Virginia State Police push for electronic ticketing system to save time and lives

Virginia State Police push for electronic ticketing system to save time and lives

RICHMOND, Va. (WWBT) - Virginia State Police are pushing for an electronic ticketing system that they say will help save both time and lives.

The idea is now moving forward with help from state lawmakers.

An electronic ticketing system would cut down the time it takes to complete a traffic stop by about 60 percent - meaning less time on the side of a busy highway.

“When we pull over on the shoulder of the road, whether we are stopping a violator, helping a disabled motorist or investigating a crash, whatever the purpose is that’s the single most dangerous thing that we do,” said Wayne Huggins, Former VSP Superintendent and Executive Director of The Virginia State Police Association.

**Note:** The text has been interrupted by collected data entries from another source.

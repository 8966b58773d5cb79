//! File selection and ordering.
//!
//! - [`select_files`] - filter the file map to one directory and sort it
//! - [`compare_values`] / [`compare_sort_keys`] - the comparator behind the sort

mod compare;
mod selector;

pub use compare::{compare_sort_keys, compare_values};
pub use selector::{select_files, PageEntry};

House bill 172 gives state police the authority to use an electronic summons system. On average, a Northern Virginia pilot study, which wrapped up in October, indicates the time for a trooper to write a ticket on the side of the road would be cut by 16 minutes. That’s the equivalent of adding 11-full time troopers.

E-ticketing is already being used by sheriff’s offices, as well as local police departments.

”All we’re asking for is the exact same authority the locals have,” said Huggins.

The program would cut out the paperwork for the trooper by allowing them to scan a driver’s license and registration for information. There is a $5 court fee associated with those tickets to pay for hardware and software costs.

“I have always pledged to not raise taxes, not raise fees. It’s so important to have that due process, which I’m all about," said State Senator Amanda Chase.

The 11th District Republican supported the legislation last week when it passed in her chamber. But after reading the fine print is now against that fee.

"It also shows the human element of legislators and the short period of time that we’re reviewing all of these bills. If I had my time to do it again, I would vote against this bill,” stated Chase

If signed by Governor Ralph Northam, statewide implementation could be done over eight years for the agency's 1,121 vehicles.

That would cost between $15 million and $20 million.